# help with ssh choice of autentication



## wolffnx (Jul 10, 2020)

Hi, this is a general question of which one of the ssh methods would be better , for server use
I know that the answer is "never open a ssh port to the internet", so, in the past I have all my servers
with ssh open to the internet..now only 2(of 6)

well, there is 2 choices:

1) ssh key

2) ssh password

I never use the ssh key method, always password with `sshguard`
the password method is a brute force weak point,but with `sshguard` is not enough?

in the other hand the keys are more complex and have enough length to make it very secure , not?


----------



## zirias@ (Jul 10, 2020)

First of all, I wouldn't agree to never offer ssh over the internet.

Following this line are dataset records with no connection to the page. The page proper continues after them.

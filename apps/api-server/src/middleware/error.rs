//! Error handling at the resource boundary.
//!
//! Every failure a handler can produce resolves here into an HTTP
//! status plus a `{"detail": ...}` body; nothing is swallowed and
//! nothing retries.

use actix_web::{HttpResponse, ResponseError, http::StatusCode, web};
use std::fmt;

use pantry_core::error::RepoError;
use pantry_shared::response::ErrorDetail;

/// Application-level error type covering the client and server failure
/// modes of the resource layer.
#[derive(Debug)]
pub enum AppError {
    NotFound { entity: &'static str, id: i32 },
    Conflict(String),
    Unprocessable(String),
    Internal(String),
}

impl AppError {
    pub fn not_found(entity: &'static str, id: i32) -> Self {
        AppError::NotFound { entity, id }
    }

    /// Map a repository failure from an operation where `NotFound`
    /// cannot occur (insert, or a lookup that returned `Ok(None)`).
    pub fn from_repo(entity: &'static str, err: RepoError) -> Self {
        match err {
            RepoError::Constraint(msg) => {
                tracing::debug!("Constraint violation on {}: {}", entity, msg);
                AppError::Conflict(format!("{entity} violates a unique constraint"))
            }
            RepoError::NotFound => {
                AppError::Internal(format!("unexpected miss from the {entity} repository"))
            }
            RepoError::Connection(msg) => {
                tracing::error!("Database connection error: {}", msg);
                AppError::Internal("Database error".to_string())
            }
            RepoError::Query(msg) => {
                tracing::error!("Database query error: {}", msg);
                AppError::Internal("Database error".to_string())
            }
        }
    }

    /// Map a repository failure from an operation addressing one record,
    /// where `NotFound` is the expected miss.
    pub fn from_repo_at(entity: &'static str, id: i32, err: RepoError) -> Self {
        match err {
            RepoError::NotFound => Self::not_found(entity, id),
            other => Self::from_repo(entity, other),
        }
    }
}

impl fmt::Display for AppError {
    fn fmt(&self, f: &mut fmt::Formatter<'_>) -> fmt::Result {
        match self {
            AppError::NotFound { entity, id } => write!(f, "{entity} {id} not found"),
            AppError::Conflict(msg) => write!(f, "Conflict: {msg}"),
            AppError::Unprocessable(msg) => write!(f, "Unprocessable: {msg}"),
            AppError::Internal(msg) => write!(f, "Internal error: {msg}"),
        }
    }
}

impl ResponseError for AppError {
    fn status_code(&self) -> StatusCode {
        match self {
            AppError::NotFound { .. } => StatusCode::NOT_FOUND,
            AppError::Conflict(_) => StatusCode::CONFLICT,
            AppError::Unprocessable(_) => StatusCode::UNPROCESSABLE_ENTITY,
            AppError::Internal(_) => StatusCode::INTERNAL_SERVER_ERROR,
        }
    }

    fn error_response(&self) -> HttpResponse {
        let detail = match self {
            AppError::NotFound { entity, id } => ErrorDetail::not_found(entity, *id),
            AppError::Conflict(msg) => ErrorDetail::new(msg.clone()),
            AppError::Unprocessable(msg) => ErrorDetail::new(msg.clone()),
            AppError::Internal(msg) => {
                tracing::error!("Internal error: {}", msg);
                ErrorDetail::new("Internal server error")
            }
        };

        HttpResponse::build(self.status_code()).json(detail)
    }
}

/// JSON extractor configuration: a payload that fails to deserialize is
/// rejected with 422 and the same `{"detail": ...}` body the other
/// client errors use, before any store access.
pub fn json_config() -> web::JsonConfig {
    web::JsonConfig::default().error_handler(|err, _req| {
        let response = AppError::Unprocessable(err.to_string()).error_response();
        actix_web::error::InternalError::from_response(err, response).into()
    })
}

/// Result type alias for handlers.
pub type AppResult<T> = Result<T, AppError>;

#[cfg(test)]
mod tests {
    use super::*;

    #[test]
    fn status_codes_follow_the_taxonomy() {
        assert_eq!(
            AppError::not_found("Tea", 3).status_code(),
            StatusCode::NOT_FOUND
        );
        assert_eq!(
            AppError::Conflict("dup".to_string()).status_code(),
            StatusCode::CONFLICT
        );
        assert_eq!(
            AppError::Unprocessable("bad".to_string()).status_code(),
            StatusCode::UNPROCESSABLE_ENTITY
        );
        assert_eq!(
            AppError::Internal("boom".to_string()).status_code(),
            StatusCode::INTERNAL_SERVER_ERROR
        );
    }

    #[test]
    fn repo_not_found_maps_to_the_addressed_id() {
        let err = AppError::from_repo_at("Beer", 20, RepoError::NotFound);
        assert!(matches!(err, AppError::NotFound { entity: "Beer", id: 20 }));
    }

    #[test]
    fn repo_constraint_maps_to_conflict() {
        let err = AppError::from_repo("User", RepoError::Constraint("dup".to_string()));
        assert!(matches!(err, AppError::Conflict(_)));
    }

    #[test]
    fn repo_faults_map_to_internal() {
        let err = AppError::from_repo_at("Post", 1, RepoError::Query("boom".to_string()));
        assert!(matches!(err, AppError::Internal(_)));
    }
}
//! Parsers for the command-line naming vocabulary.
//!
//! - `names` turns `idle:4 walk:8 banner` into ordered name/count pairs
//! - `dup` turns `default=idle:0,stand:1=idle:1` into alias specs

pub mod dup;
pub mod names;

pub use dup::{parse_dup, parse_dups};
pub use names::{parse_name_count, parse_name_counts, total_requested};
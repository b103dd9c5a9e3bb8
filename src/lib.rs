//! gridatlas - grid sprite sheet to atlas descriptors
//!
//! Slices a grid-aligned sprite sheet into named, indexed regions and writes
//! them as a libGDX `.atlas` file and a TexturePacker-style JSON hash.

pub mod alias;
pub mod cli;
pub mod config;
pub mod error;
pub mod grid;
pub mod output;
pub mod parser;
pub mod render;
pub mod types;

pub use alias::{resolve_aliases, RegionTable};
pub use config::{Config, OutputKind};
pub use error::{AtlasError, Result};
pub use grid::{slice_grid, GridSpec, SliceOutcome};
pub use parser::{parse_dups, parse_name_counts};
pub use render::{render_atlas, render_json, write_atlas, write_json, PageSettings, SheetInfo};
pub use types::{DupSpec, NameCount, Rect, Region, RegionKey};
use std::path::PathBuf;

use miette::Diagnostic;
use thiserror::Error;

/// Main error type for gridatlas operations
#[derive(Error, Diagnostic, Debug)]
pub enum AtlasError {
    #[error("IO error with {path}: {message}")]
    #[diagnostic(code(gridatlas::io))]
    Io { path: PathBuf, message: String },

    #[error("Input not found: {path}")]
    #[diagnostic(
        code(gridatlas::input_not_found),
        help("Check the path to the sprite sheet")
    )]
    InputNotFound { path: PathBuf },

    #[error("Failed to open image {path}: {message}")]
    #[diagnostic(code(gridatlas::image))]
    ImageLoad { path: PathBuf, message: String },

    #[error("Invalid name token '{token}': {message}")]
    #[diagnostic(
        code(gridatlas::names),
        help("Use name or name:count, for example: idle walk:8")
    )]
    NameCount { token: String, message: String },

    #[error("Bad --dup entry '{entry}': {message}")]
    #[diagnostic(
        code(gridatlas::dup),
        help("Use alias=target:idx or alias:idx=target:idx")
    )]
    DupSyntax { entry: String, message: String },

    #[error("--dup target not found: {name}:{index}")]
    #[diagnostic(code(gridatlas::dup))]
    DupTargetNotFound {
        name: String,
        index: u32,
        #[help]
        help: Option<String>,
    },

    #[error("Duplicate region {name}:{index}")]
    #[diagnostic(
        code(gridatlas::duplicate),
        help("Each name:index pair may appear only once across --names and --dup")
    )]
    DuplicateRegion { name: String, index: u32 },

    #[error("Invalid grid: {message}")]
    #[diagnostic(code(gridatlas::grid))]
    InvalidGrid {
        message: String,
        #[help]
        help: Option<String>,
    },

    #[error("Config error in {path}: {message}")]
    #[diagnostic(code(gridatlas::config), help("Check gridatlas.yaml syntax"))]
    Config { path: PathBuf, message: String },

    #[error("Serialization error: {message}")]
    #[diagnostic(code(gridatlas::serialize))]
    Serialize { message: String },
}

pub type Result<T> = std::result::Result<T, AtlasError>;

If you keep your system and ssh daemon up to date, it's IMHO from the technical point of view reasonably secure.

As for your questions: It's hard to tell a "single truth"(*) here. Fact is that with keys, the attack vector by brute forcing credentials is almost closed. OTOH, requiring to always have an SSH private key could be too restrictive, depending on the usecase. And, of course, it will be the user's responsibility to securely store his private key -- if the key itself isn't password protected and someone manages to steal it, the account is owned.

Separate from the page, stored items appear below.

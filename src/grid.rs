//! Grid slicing.
//!
//! Walks the sheet left-to-right, top-to-bottom in fixed steps of
//! `tile + spacing`, offset by the margin, and assigns each slot to the next
//! expanded `(name, index)` pair. Slicing stops when the names run out or the
//! next slot would fall outside the image.

use crate::error::{AtlasError, Result};
use crate::types::{NameCount, Rect, Region};

/// Tile geometry for a grid-aligned sheet.
#[derive(Debug, Clone, Copy, PartialEq, Eq)]
pub struct GridSpec {
    pub tile_w: u32,
    pub tile_h: u32,
    pub margin_x: u32,
    pub margin_y: u32,
    pub spacing_x: u32,
    pub spacing_y: u32,
}

impl GridSpec {
    /// Grid with no margin or spacing.
    pub fn new(tile_w: u32, tile_h: u32) -> Self {
        Self {
            tile_w,
            tile_h,
            margin_x: 0,
            margin_y: 0,
            spacing_x: 0,
            spacing_y: 0,
        }
    }

    pub fn with_margin(mut self, x: u32, y: u32) -> Self {
        self.margin_x = x;
        self.margin_y = y;
        self
    }

    pub fn with_spacing(mut self, x: u32, y: u32) -> Self {
        self.spacing_x = x;
        self.spacing_y = y;
        self
    }

    /// Check that at least one tile fits inside a `width` x `height` image.
    pub fn validate(&self, width: u32, height: u32) -> Result<()> {
        if self.tile_w == 0 || self.tile_h == 0 {
            return Err(AtlasError::InvalidGrid {
                message: format!(
                    "Tile size must be non-zero, got {}x{}",
                    self.tile_w, self.tile_h
                ),
                help: Some("Both tile width and height must be at least 1".to_string()),
            });
        }

        let need_w = self.margin_x as u64 + self.tile_w as u64;
        let need_h = self.margin_y as u64 + self.tile_h as u64;
        if need_w > width as u64 || need_h > height as u64 {
            return Err(AtlasError::InvalidGrid {
                message: format!(
                    "{}x{} tile at margin {},{} does not fit in a {}x{} image",
                    self.tile_w, self.tile_h, self.margin_x, self.margin_y, width, height
                ),
                help: Some("Reduce --grid or --margin".to_string()),
            });
        }

        Ok(())
    }

    /// Iterate the tile slots of a `width` x `height` image in row-major order.
    pub fn slots(&self, width: u32, height: u32) -> GridSlots {
        GridSlots {
            spec: *self,
            width: width as u64,
            height: height as u64,
            cursor: GridCursor::default(),
            done: false,
        }
    }
}

/// Row/column position of the next slot.
#[derive(Debug, Clone, Copy, Default, PartialEq, Eq)]
pub struct GridCursor {
    pub row: u64,
    pub col: u64,
}

/// Row-major iterator over the tile rectangles that fit inside the image.
#[derive(Debug, Clone)]
pub struct GridSlots {
    spec: GridSpec,
    width: u64,
    height: u64,
    cursor: GridCursor,
    done: bool,
}

impl GridSlots {
    fn origin(&self) -> (u64, u64) {
        let s = &self.spec;
        let x = s.margin_x as u64 + self.cursor.col * (s.tile_w as u64 + s.spacing_x as u64);
        let y = s.margin_y as u64 + self.cursor.row * (s.tile_h as u64 + s.spacing_y as u64);
        (x, y)
    }
}

impl Iterator for GridSlots {
    type Item = Rect;

    fn next(&mut self) -> Option<Rect> {
        let (tile_w, tile_h) = (self.spec.tile_w as u64, self.spec.tile_h as u64);

        while !self.done {
            let (x, y) = self.origin();

            if x + tile_w > self.width {
                self.cursor = GridCursor {
                    row: self.cursor.row + 1,
                    col: 0,
                };
                let (_, next_y) = self.origin();
                if next_y + tile_h > self.height {
                    self.done = true;
                }
                continue;
            }

            if y + tile_h > self.height {
                self.done = true;
                continue;
            }

            self.cursor.col += 1;
            // Both origins are bounded by the image size, which is u32.
            return Some(Rect::new(
                x as u32,
                y as u32,
                self.spec.tile_w,
                self.spec.tile_h,
            ));
        }

        None
    }
}

/// Result of slicing: the placed regions and how many were asked for.
#[derive(Debug, Clone)]
pub struct SliceOutcome {
    pub regions: Vec<Region>,
    pub requested: usize,
}

impl SliceOutcome {
    pub fn produced(&self) -> usize {
        self.regions.len()
    }

    /// True when the image ran out of slots before the names ran out.
    pub fn is_partial(&self) -> bool {
        self.produced() < self.requested
    }
}

/// Expand name/count pairs into the flat `(name, index)` assignment order.
pub fn expand_names(names: &[NameCount]) -> impl Iterator<Item = (&str, u32)> + '_ {
    names
        .iter()
        .flat_map(|nc| (0..nc.count).map(move |i| (nc.name.as_str(), i)))
}

/// Slice a `width` x `height` sheet and assign slots to `names` in order.
pub fn slice_grid(
    width: u32,
    height: u32,
    spec: &GridSpec,
    names: &[NameCount],
) -> Result<SliceOutcome> {
    spec.validate(width, height)?;

    let requested = names.iter().map(|nc| nc.count as usize).sum();
    let regions = expand_names(names)
        .zip(spec.slots(width, height))
        .map(|((name, index), rect)| Region::new(name, index, rect))
        .collect();

    Ok(SliceOutcome { regions, requested })
}

#[cfg(test)]
mod tests {
    use super::*;

    fn names(pairs: &[(&str, u32)]) -> Vec<NameCount> {
        pairs.iter().map(|&(n, c)| NameCount::new(n, c)).collect()
    }

    #[test]
    fn test_two_tiles_in_a_row() {
        let out = slice_grid(64, 32, &GridSpec::new(32, 32), &names(&[("idle", 2)])).unwrap();
        assert!(!out.is_partial());
        assert_eq!(out.regions.len(), 2);
        assert_eq!(out.regions[0].key().to_string(), "idle:0");
        assert_eq!(out.regions[0].rect, Rect::new(0, 0, 32, 32));
        assert_eq!(out.regions[1].key().to_string(), "idle:1");
        assert_eq!(out.regions[1].rect, Rect::new(32, 0, 32, 32));
    }

    #[test]
    fn test_bounds_exhausted_after_wrap() {
        // Second tile wraps to row 1, which is below the 32px image.
        let out = slice_grid(48, 32, &GridSpec::new(32, 32), &names(&[("tile", 2)])).unwrap();
        assert!(out.is_partial());
        assert_eq!(out.produced(), 1);
        assert_eq!(out.requested, 2);
        assert_eq!(out.regions[0].rect, Rect::new(0, 0, 32, 32));
    }

    #[test]
    fn test_wraps_to_next_row() {
        let out = slice_grid(48, 64, &GridSpec::new(32, 32), &names(&[("tile", 2)])).unwrap();
        assert!(!out.is_partial());
        assert_eq!(out.regions[1].rect, Rect::new(0, 32, 32, 32));
    }

    #[test]
    fn test_capacity_is_floor_product() {
        for &(w, h, tw, th) in &[(64, 32, 32, 32), (100, 50, 16, 16), (33, 65, 8, 16), (7, 7, 7, 7)] {
            let spec = GridSpec::new(tw, th);
            let expected = ((w / tw) * (h / th)) as usize;
            assert_eq!(spec.slots(w, h).count(), expected, "{}x{} / {}x{}", w, h, tw, th);

            let out = slice_grid(w, h, &spec, &names(&[("t", 10_000)])).unwrap();
            assert_eq!(out.produced(), expected);
        }
    }

    #[test]
    fn test_assignment_order_is_row_major() {
        let out = slice_grid(
            64,
            64,
            &GridSpec::new(32, 32),
            &names(&[("a", 2), ("b", 1)]),
        )
        .unwrap();
        let keys: Vec<String> = out.regions.iter().map(|r| r.key().to_string()).collect();
        assert_eq!(keys, vec!["a:0", "a:1", "b:0"]);
        assert_eq!(out.regions[2].rect, Rect::new(0, 32, 32, 32));
    }

    #[test]
    fn test_repeated_names_restart_index() {
        let out = slice_grid(
            128,
            32,
            &GridSpec::new(32, 32),
            &names(&[("a", 1), ("b", 1), ("a", 2)]),
        )
        .unwrap();
        let keys: Vec<String> = out.regions.iter().map(|r| r.key().to_string()).collect();
        assert_eq!(keys, vec!["a:0", "b:0", "a:0", "a:1"]);
    }

    #[test]
    fn test_margin_and_spacing() {
        let spec = GridSpec::new(16, 16).with_margin(2, 3).with_spacing(1, 4);
        let rects: Vec<Rect> = spec.slots(40, 50).collect();
        assert_eq!(
            rects,
            vec![
                Rect::new(2, 3, 16, 16),
                Rect::new(19, 3, 16, 16),
                Rect::new(2, 23, 16, 16),
                Rect::new(19, 23, 16, 16),
            ]
        );
    }

    #[test]
    fn test_zero_counts_consume_nothing() {
        let out = slice_grid(
            64,
            32,
            &GridSpec::new(32, 32),
            &names(&[("gap", 0), ("idle", 1)]),
        )
        .unwrap();
        assert_eq!(out.produced(), 1);
        assert_eq!(out.regions[0].name, "idle");
        assert_eq!(out.regions[0].rect.x, 0);
    }

    #[test]
    fn test_tile_wider_than_image_is_rejected() {
        let err = slice_grid(16, 64, &GridSpec::new(32, 32), &names(&[("a", 1)])).unwrap_err();
        assert!(matches!(err, AtlasError::InvalidGrid { .. }));
    }

    #[test]
    fn test_margin_pushes_tile_out_of_bounds() {
        let spec = GridSpec::new(32, 32).with_margin(1, 0);
        assert!(spec.validate(32, 32).is_err());
        assert!(spec.validate(33, 32).is_ok());
    }

    #[test]
    fn test_zero_tile_is_rejected() {
        assert!(GridSpec::new(0, 8).validate(8, 8).is_err());
    }

    #[test]
    fn test_empty_names() {
        let out = slice_grid(64, 64, &GridSpec::new(32, 32), &[]).unwrap();
        assert_eq!(out.produced(), 0);
        assert!(!out.is_partial());
    }
}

IMHO, it can be ok to allow password authentication, at least if you can make sure "trivial" passwords cannot be used and also implement something that slows down brute-force attacks significantly. But in the end, only you can decide.

(*) except of course: pulling the network plug makes the system secure *scnr*


----------



## drhowarddrfine (Jul 10, 2020)

I've been using private keys to access our servers for 16 years without issue. We've used passwords, too, but I feel far better requiring keys.


----------



## zirias@ (Jul 10, 2020)

drhowarddrfine said:


> I've been using private keys to access our servers for 16 years without issue. We've used passwords, too, but I feel far better requiring keys.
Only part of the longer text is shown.